### DATASET EXCERPTS
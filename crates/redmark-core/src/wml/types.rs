use serde::{Deserialize, Serialize};

/// Kinds of paragraph- and row-level changes reported by the comparer.
#[derive(Debug, Clone, Copy, PartialEq, Eq, Hash, Serialize, Deserialize)]
#[serde(rename_all = "PascalCase")]
pub enum WmlChangeType {
    ParagraphInserted,
    ParagraphDeleted,
    ParagraphModified,
    RowInserted,
    RowDeleted,
    RowModified,
}

/// One reported change. `region` locates the containing part
/// (`body`, `footnote:<id>`, `endnote:<id>`); `insertions`/`deletions`
/// are the revision counts this change contributes under the grouping
/// policy.
#[derive(Debug, Clone, Serialize, Deserialize)]
#[serde(rename_all = "camelCase")]
pub struct WmlChange {
    pub change_type: WmlChangeType,
    pub region: String,
    pub old_text: Option<String>,
    pub new_text: Option<String>,
    pub insertions: usize,
    pub deletions: usize,
}

impl WmlChange {
    pub fn describe(&self) -> String {
        match self.change_type {
            WmlChangeType::ParagraphInserted => format!(
                "Paragraph inserted in {}: '{}'",
                self.region,
                preview(self.new_text.as_deref())
            ),
            WmlChangeType::ParagraphDeleted => format!(
                "Paragraph deleted from {}: '{}'",
                self.region,
                preview(self.old_text.as_deref())
            ),
            WmlChangeType::ParagraphModified => format!(
                "Paragraph modified in {}: '{}' -> '{}'",
                self.region,
                preview(self.old_text.as_deref()),
                preview(self.new_text.as_deref())
            ),
            WmlChangeType::RowInserted => format!("Table row inserted in {}", self.region),
            WmlChangeType::RowDeleted => format!("Table row deleted from {}", self.region),
            WmlChangeType::RowModified => format!("Table row modified in {}", self.region),
        }
    }
}

fn preview(text: Option<&str>) -> String {
    let text = text.unwrap_or("");
    if text.chars().count() <= 60 {
        return text.to_string();
    }
    let prefix: String = text.chars().take(57).collect();
    format!("{prefix}...")
}

/// Outcome of one WML comparison.
#[derive(Debug, Clone, Default, Serialize, Deserialize)]
#[serde(rename_all = "camelCase")]
pub struct WmlComparisonResult {
    pub changes: Vec<WmlChange>,
    pub insertions: usize,
    pub deletions: usize,
    pub warnings: Vec<String>,
    /// Redlined output package; present when markup rendering was
    /// requested.
    #[serde(skip)]
    pub document: Option<Vec<u8>>,
}

impl WmlComparisonResult {
    pub fn revision_count(&self) -> usize {
        self.insertions + self.deletions
    }

    pub fn is_identical(&self) -> bool {
        self.changes.is_empty()
    }
}
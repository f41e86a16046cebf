use super::xname::{Attr, QName};

/// Node payload stored in the arena. Text and CData are first-class
/// children; whitespace-only text nodes are preserved.
#[derive(Clone, Debug)]
pub enum XmlData {
    Element { name: QName, attrs: Vec<Attr> },
    Text(String),
    CData(String),
    Comment(String),
    ProcessingInstruction { target: String, data: String },
}

impl XmlData {
    pub fn element(name: QName) -> Self {
        Self::Element {
            name,
            attrs: Vec::new(),
        }
    }

    pub fn element_with_attrs(name: QName, attrs: Vec<Attr>) -> Self {
        Self::Element { name, attrs }
    }

    pub fn text(content: &str) -> Self {
        Self::Text(content.to_string())
    }

    pub fn is_element(&self) -> bool {
        matches!(self, Self::Element { .. })
    }

    pub fn name(&self) -> Option<&QName> {
        match self {
            Self::Element { name, .. } => Some(name),
            _ => None,
        }
    }

    pub fn attrs(&self) -> Option<&[Attr]> {
        match self {
            Self::Element { attrs, .. } => Some(attrs),
            _ => None,
        }
    }

    pub fn attrs_mut(&mut self) -> Option<&mut Vec<Attr>> {
        match self {
            Self::Element { attrs, .. } => Some(attrs),
            _ => None,
        }
    }

    pub fn text_value(&self) -> Option<&str> {
        match self {
            Self::Text(s) | Self::CData(s) => Some(s),
            _ => None,
        }
    }
}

### THE PROBLEM
Look through the data above for the string "RowInserted" and copy every line where it appears.

### SOLUTION TO THE PROBLEM
    RowInserted,
            WmlChangeType::RowInserted => format!("Table row inserted in {}", self.region),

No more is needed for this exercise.